Do I have to file taxes in two states?
Generally, if you're a resident of the state in which you work, you'll file one state tax return at the end of the year.
What happens if you aren't a resident of the state in which you work? This can mean filing multiple state tax returns and possibly dealing with double taxation issues (which we will discuss below).
If this is your situation, the tax return for the state where you work will be a nonresident return. In that state tax return, you'll list only the income earned and taxes paid in that state. The other state tax return will be a resident return for the state where you reside.
One exception is if you live or work in a state that doesn't have state income tax.
For example, as of 2025, nine states don't have a personal income tax: Alaska, Florida, Nevada, New Hampshire, South Dakota, Tennessee, Texas, Washington, and Wyoming. If you live or work in one of those states, you won't need to file a state income tax return for that state.
However, if you must file returns in two states, most offer a credit or other relief to mitigate double taxation, but the rules and amount vary by state. The credit might not always fully offset taxes paid to the other state.
Always check the specific state rules or consult a tax adviser for accurate information.
Reciprocity agreements: Living and working in different states
Another exception to the rules requiring people to file a tax return for the state where they work involves a reciprocity agreement.
- These agreements, which are made between states, allow residents to work out of state, yet only file a state tax return for the state in which they reside.
- Also, under a reciprocity agreement, you'll only be subject to income tax withholding for the state in which you reside.
Note: The protections of a reciprocity agreement are not automatic. To properly take advantage of the agreement, you must tell your employer to withhold taxes based on your state of residence, rather than the state where you work.
If you don't do this, you'll continue to be taxed by both states and be required to file two state tax returns.
Be careful if you're moving while involved in a reciprocity agreement.
If you're permanently moving to a state in which there is no reciprocity agreement with the state where you work, you'll lose the benefits of the agreement. In that situation, you'd need to ask your employer to withhold income tax in the state where you work and the state where you reside.
Currently, 16 states and the District of Columbia have state tax reciprocity agreements. Check with the state tax agency where you live to find out if you're in one of them.
Do you pay more taxes if you live in one state and work in another?
If you're required to file multiple state tax returns because you live in one state and work in another, does that mean you'll pay taxes two separate times on the same income?

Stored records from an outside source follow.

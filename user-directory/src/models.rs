//! Data models for the user directory

use serde::{Deserialize, Serialize};

/// A directory entry
#[derive(Debug, Clone, PartialEq, Eq, Serialize, Deserialize)]
pub struct User {
    pub id: u32,
    pub name: String,
    pub age: u32,
    pub email: String,
    pub tags: Vec<String>,
}

impl User {
    /// Build a user from borrowed parts
    pub fn new<I, T>(id: u32, name: &str, age: u32, email: &str, tags: I) -> Self
    where
        I: IntoIterator<Item = T>,
        T: Into<String>,
    {
        Self {
            id,
            name: name.to_string(),
            age,
            email: email.to_string(),
            tags: tags.into_iter().map(Into::into).collect(),
        }
    }

    /// Whether the user carries `tag` (exact, case-sensitive)
    pub fn has_tag(&self, tag: &str) -> bool {
        self.tags.iter().any(|t| t == tag)
    }

    /// All tags concatenated with no separator, used as the `tags` sort key
    pub fn joined_tags(&self) -> String {
        self.tags.concat()
    }
}
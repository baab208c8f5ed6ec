//! Query processing over the user collection
//!
//! [`process`] is a pure function from (collection, parameters) to one
//! [`UserPage`]. The pipeline runs in a fixed order:
//!
//! 1. search filter (name or email, case-insensitive substring)
//! 2. tag filter (`all` / `any`)
//! 3. totals, computed on the filtered set
//! 4. stable ascending sort, reversed for `desc`
//! 5. page slice
//! 6. navigation links
//!
//! # Example
//!
//! ```rust
//! use user_directory::listing::{process, ListingParams, SortField, SortOrder, TagMode};
//! use user_directory::repository::seed::seed_users;
//!
//! let users = seed_users();
//! let params = ListingParams::default()
//!     .with_tags(["surfer"], TagMode::All)
//!     .with_sort(SortField::Age, SortOrder::Desc)
//!     .with_limit(3);
//!
//! let page = process(&users, &params, "/api/users");
//! assert_eq!(page.total_items, 8);
//! assert_eq!(page.total_pages, 3);
//! assert_eq!(page.results[0].name, "Henry");
//! ```

mod filter;
mod page;
mod params;
mod sort;
mod tags;

pub use filter::{matches_search, matches_tags};
pub use page::{LinkBuilder, PageWindow, UserPage};
pub use params::{ListingParams, SortField, SortOrder, TagMode, UnknownVariant, DEFAULT_LIMIT};
pub use sort::{collate, root_collator, sort_users};
pub use tags::distinct_tags;

use crate::models::User;

/// Run the listing pipeline; `base_path` prefixes every navigation link
pub fn process(users: &[User], params: &ListingParams, base_path: &str) -> UserPage {
    let needle = params.search.to_lowercase();

    let mut matched: Vec<User> = users
        .iter()
        .filter(|u| matches_search(u, &needle))
        .filter(|u| matches_tags(u, &params.tags, params.tag_mode))
        .cloned()
        .collect();

    let window = PageWindow::new(params.page, params.limit, matched.len());

    sort_users(&mut matched, params.sort_by, params.order);

    let range = window.range(matched.len());
    let results: Vec<User> = matched.drain(range).collect();

    let links = LinkBuilder::new(
        base_path,
        window.limit,
        params.sort_by,
        params.order,
        &params.tags,
    );

    UserPage::new(results, window, &links, params.sort_by, params.order)
}
//! Distinct tag enumeration

use std::collections::HashSet;

use crate::models::User;

/// Every distinct tag across `users`, in first-encounter order
pub fn distinct_tags<'a, I>(users: I) -> Vec<String>
where
    I: IntoIterator<Item = &'a User>,
{
    let mut seen = HashSet::new();
    users
        .into_iter()
        .flat_map(|u| u.tags.iter())
        .filter(|tag| seen.insert(*tag))
        .cloned()
        .collect()
}
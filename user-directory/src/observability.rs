//! Structured logging setup

use tracing_subscriber::EnvFilter;

use crate::{
    config::Config,
    error::{Error, Result},
};

/// Initialize JSON tracing output filtered by `service.log_level`
///
/// An unparsable level falls back to `info`. Fails if a global subscriber
/// is already installed.
pub fn init_tracing(config: &Config) -> Result<()> {
    let log_level = &config.service.log_level;

    tracing_subscriber::fmt()
        .json()
        .with_env_filter(EnvFilter::try_new(log_level).unwrap_or_else(|_| EnvFilter::new("info")))
        .try_init()
        .map_err(|e| Error::Internal(format!("failed to install tracing subscriber: {e}")))?;

    tracing::info!(
        service = %config.service.name,
        environment = %config.service.environment,
        "Tracing initialized"
    );

    Ok(())
}
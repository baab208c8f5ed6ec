//! Health check handlers

use axum::{extract::State, http::StatusCode, response::IntoResponse, Json};
use serde::{Deserialize, Serialize};
use std::collections::HashMap;

use crate::{repository::UserSource, state::AppState};

/// Health check response
#[derive(Debug, Serialize, Deserialize)]
pub struct HealthResponse {
    /// Service status
    pub status: String,

    /// Service name
    pub service: String,

    /// Version
    #[serde(skip_serializing_if = "Option::is_none")]
    pub version: Option<String>,
}

/// Readiness check response with dependency status
#[derive(Debug, Serialize, Deserialize)]
pub struct ReadinessResponse {
    /// Overall readiness status
    pub ready: bool,

    /// Service name
    pub service: String,

    /// Dependency statuses
    pub dependencies: HashMap<String, DependencyStatus>,
}

/// Individual dependency status
#[derive(Debug, Serialize, Deserialize)]
pub struct DependencyStatus {
    /// Dependency is healthy
    pub healthy: bool,

    /// Optional message
    #[serde(skip_serializing_if = "Option::is_none")]
    pub message: Option<String>,
}

/// Simple health check (liveness probe)
///
/// Always returns 200 OK if the service is running.
pub async fn health<S: UserSource>(State(state): State<AppState<S>>) -> impl IntoResponse {
    let response = HealthResponse {
        status: "healthy".to_string(),
        service: state.config().service.name.clone(),
        version: Some(env!("CARGO_PKG_VERSION").to_string()),
    };

    (StatusCode::OK, Json(response))
}

/// Readiness check (readiness probe)
///
/// Returns 200 OK when the user source answers, 503 otherwise.
pub async fn readiness<S: UserSource>(State(state): State<AppState<S>>) -> impl IntoResponse {
    let status = match state.users().count().await {
        Ok(count) => DependencyStatus {
            healthy: true,
            message: Some(format!("{count} users")),
        },
        Err(e) => {
            tracing::warn!("User source not ready: {}", e);
            DependencyStatus {
                healthy: false,
                message: Some(e.message),
            }
        }
    };

    let ready = status.healthy;
    let mut dependencies = HashMap::new();
    dependencies.insert("user_source".to_string(), status);

    let response = ReadinessResponse {
        ready,
        service: state.config().service.name.clone(),
        dependencies,
    };

    let code = if ready {
        StatusCode::OK
    } else {
        StatusCode::SERVICE_UNAVAILABLE
    };

    (code, Json(response))
}
//! Pagination arithmetic and the response envelope

use std::ops::Range;

use serde::{Deserialize, Serialize};

use super::params::{SortField, SortOrder};
use crate::models::User;

/// Position of one page within a filtered result set
///
/// ```rust
/// use user_directory::listing::PageWindow;
///
/// let window = PageWindow::new(2, 10, 35);
/// assert_eq!(window.total_pages, 4);
/// assert_eq!(window.range(35), 10..20);
/// assert!(window.has_next());
/// assert!(window.has_prev());
/// ```
#[derive(Debug, Clone, Copy, PartialEq, Eq)]
pub struct PageWindow {
    /// Current page number (1-indexed)
    pub page: u32,
    /// Number of items per page
    pub limit: u32,
    /// Items surviving the filters
    pub total_items: usize,
    /// Ceiling of `total_items / limit`
    pub total_pages: u32,
}

impl PageWindow {
    /// A zero `page` or `limit` is treated as 1.
    #[must_use]
    pub fn new(page: u32, limit: u32, total_items: usize) -> Self {
        let page = page.max(1);
        let limit = limit.max(1);
        Self {
            page,
            limit,
            total_items,
            total_pages: calculate_total_pages(total_items as u64, limit),
        }
    }

    /// Index of the first item on this page
    #[must_use]
    pub fn offset(&self) -> u64 {
        u64::from(self.page - 1) * u64::from(self.limit)
    }

    /// Slice bounds into a sequence of `len` items; empty past the end
    #[must_use]
    pub fn range(&self, len: usize) -> Range<usize> {
        let start = usize::try_from(self.offset()).unwrap_or(usize::MAX).min(len);
        let end = start.saturating_add(self.limit as usize).min(len);
        start..end
    }

    #[must_use]
    pub fn has_next(&self) -> bool {
        self.page < self.total_pages
    }

    #[must_use]
    pub fn has_prev(&self) -> bool {
        self.page > 1
    }
}

/// Calculate total pages, rounding up
fn calculate_total_pages(total: u64, per_page: u32) -> u32 {
    let per_page = u64::from(per_page);
    let pages = total.saturating_add(per_page).saturating_sub(1) / per_page;
    pages.min(u64::from(u32::MAX)) as u32
}

/// Builds navigation links for one query
///
/// Links carry `page`, `limit`, `sortBy`, `order` and `tags` only. `search`
/// and `tagMode` are not carried over.
#[derive(Debug, Clone)]
pub struct LinkBuilder<'a> {
    base_path: &'a str,
    limit: u32,
    sort_by: SortField,
    order: SortOrder,
    tags: String,
}

impl<'a> LinkBuilder<'a> {
    pub fn new(
        base_path: &'a str,
        limit: u32,
        sort_by: SortField,
        order: SortOrder,
        tags: &[String],
    ) -> Self {
        Self {
            base_path,
            limit,
            sort_by,
            order,
            tags: tags.join(","),
        }
    }

    /// Link to `page`
    pub fn page(&self, page: u32) -> String {
        format!(
            "{}?page={}&limit={}&sortBy={}&order={}&tags={}",
            self.base_path, page, self.limit, self.sort_by, self.order, self.tags
        )
    }
}

/// One page of users with pagination and sort metadata
#[derive(Debug, Clone, PartialEq, Eq, Serialize, Deserialize)]
pub struct UserPage {
    pub results: Vec<User>,
    pub total_items: usize,
    pub items_per_page: u32,
    pub current_page: u32,
    pub total_pages: u32,
    pub first_page_link: String,
    pub last_page_link: String,
    pub sort_by: SortField,
    pub sort_order: SortOrder,
    #[serde(default, skip_serializing_if = "Option::is_none")]
    pub next_page_link: Option<String>,
    #[serde(default, skip_serializing_if = "Option::is_none")]
    pub previous_page_link: Option<String>,
}

impl UserPage {
    /// Assemble the envelope for `results` sitting at `window`
    pub fn new(
        results: Vec<User>,
        window: PageWindow,
        links: &LinkBuilder<'_>,
        sort_by: SortField,
        sort_order: SortOrder,
    ) -> Self {
        Self {
            results,
            total_items: window.total_items,
            items_per_page: window.limit,
            current_page: window.page,
            total_pages: window.total_pages,
            first_page_link: links.page(1),
            last_page_link: links.page(window.total_pages),
            sort_by,
            sort_order,
            next_page_link: window.has_next().then(|| links.page(window.page + 1)),
            previous_page_link: window.has_prev().then(|| links.page(window.page - 1)),
        }
    }
}

#[cfg(test)]
mod tests {
    use super::*;

    #[test]
    fn test_total_pages_rounds_up() {
        assert_eq!(PageWindow::new(1, 10, 35).total_pages, 4);
        assert_eq!(PageWindow::new(1, 7, 35).total_pages, 5);
        assert_eq!(PageWindow::new(1, 8, 35).total_pages, 5);
        assert_eq!(PageWindow::new(1, 35, 35).total_pages, 1);
        assert_eq!(PageWindow::new(1, 10, 0).total_pages, 0);
    }

    #[test]
    fn test_range_last_partial_page() {
        let window = PageWindow::new(4, 10, 35);
        assert_eq!(window.range(35), 30..35);
        assert!(!window.has_next());
    }

    #[test]
    fn test_range_past_end_is_empty() {
        let window = PageWindow::new(9, 10, 35);
        assert!(window.range(35).is_empty());
        assert_eq!(window.total_pages, 4);
        assert!(window.has_prev());
    }

    #[test]
    fn test_range_huge_page_does_not_overflow() {
        let window = PageWindow::new(u32::MAX, 100, 35);
        assert!(window.range(35).is_empty());
    }

    #[test]
    fn test_zero_inputs_clamped() {
        let window = PageWindow::new(0, 0, 3);
        assert_eq!(window.page, 1);
        assert_eq!(window.limit, 1);
        assert_eq!(window.total_pages, 3);
    }

    #[test]
    fn test_link_format() {
        let tags = vec!["developer".to_string(), "musician".to_string()];
        let links = LinkBuilder::new("/api/users", 5, SortField::Age, SortOrder::Desc, &tags);
        assert_eq!(
            links.page(3),
            "/api/users?page=3&limit=5&sortBy=age&order=desc&tags=developer,musician"
        );
    }

    #[test]
    fn test_link_with_no_tags() {
        let links = LinkBuilder::new("/api/users", 10, SortField::Id, SortOrder::Asc, &[]);
        assert_eq!(links.page(1), "/api/users?page=1&limit=10&sortBy=id&order=asc&tags=");
    }

    #[test]
    fn test_envelope_links_middle_page() {
        let links = LinkBuilder::new("/api/users", 10, SortField::Id, SortOrder::Asc, &[]);
        let page = UserPage::new(
            Vec::new(),
            PageWindow::new(2, 10, 35),
            &links,
            SortField::Id,
            SortOrder::Asc,
        );
        assert_eq!(
            page.next_page_link.as_deref(),
            Some("/api/users?page=3&limit=10&sortBy=id&order=asc&tags=")
        );
        assert_eq!(
            page.previous_page_link.as_deref(),
            Some("/api/users?page=1&limit=10&sortBy=id&order=asc&tags=")
        );
        assert_eq!(page.last_page_link, "/api/users?page=4&limit=10&sortBy=id&order=asc&tags=");
    }

    #[test]
    fn test_envelope_omits_absent_links() {
        let links = LinkBuilder::new("/api/users", 10, SortField::Id, SortOrder::Asc, &[]);
        let page = UserPage::new(
            Vec::new(),
            PageWindow::new(1, 10, 5),
            &links,
            SortField::Id,
            SortOrder::Asc,
        );
        let json = serde_json::to_value(&page).unwrap();
        assert!(json.get("next_page_link").is_none());
        assert!(json.get("previous_page_link").is_none());
        assert_eq!(json["sort_by"], "id");
        assert_eq!(json["sort_order"], "asc");
    }
}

The answer is no.
- After you fill out a state tax return for the state where you work, you'll file a second tax return for the state where you reside.
- On that return, you'll report how much your tax liability was on the first state tax return.
Most states offer a way to reduce or avoid double taxation — typically, a credit for taxes paid to another state — but the amount and method (credit vs deduction) vary by state.
In some cases, the credit might not fully offset what you paid to the other state. Check the rules where you live and work, or consult a tax professional.
For those who pay estimated taxes, you'll need to make estimated tax payments to each state based on your expected income, deductions and credits. Therefore, it's essential to consult with a tax professional when completing estimated tax forms.
Taxes if you moved to different state
What if you live and work in one state for part of the year, then pack your bags and move to a different state to take another job during the same tax year?
In that situation, you're technically a resident of two states during the year, which means that you'll need to file two separate state tax returns for the year.
Depending on the state, you might be able to pay taxes as a part-year resident.
- Most states allow a person to be a part-time resident for tax purposes if they move into the state during the year with the intention of becoming a resident or leave the state with the intention of residing elsewhere.
- By doing this, you can divide your income between the two states and not pay tax on the same income twice.
Again, this will heavily depend on whether the state in question has a part-year residency status. Check with the state's tax agency to learn these rules.
What if my spouse has a job in a different state?
Assuming both states at issue have a state income tax and there's a reciprocity agreement between them, both you and your spouse will need to file a state tax return for the state where you reside.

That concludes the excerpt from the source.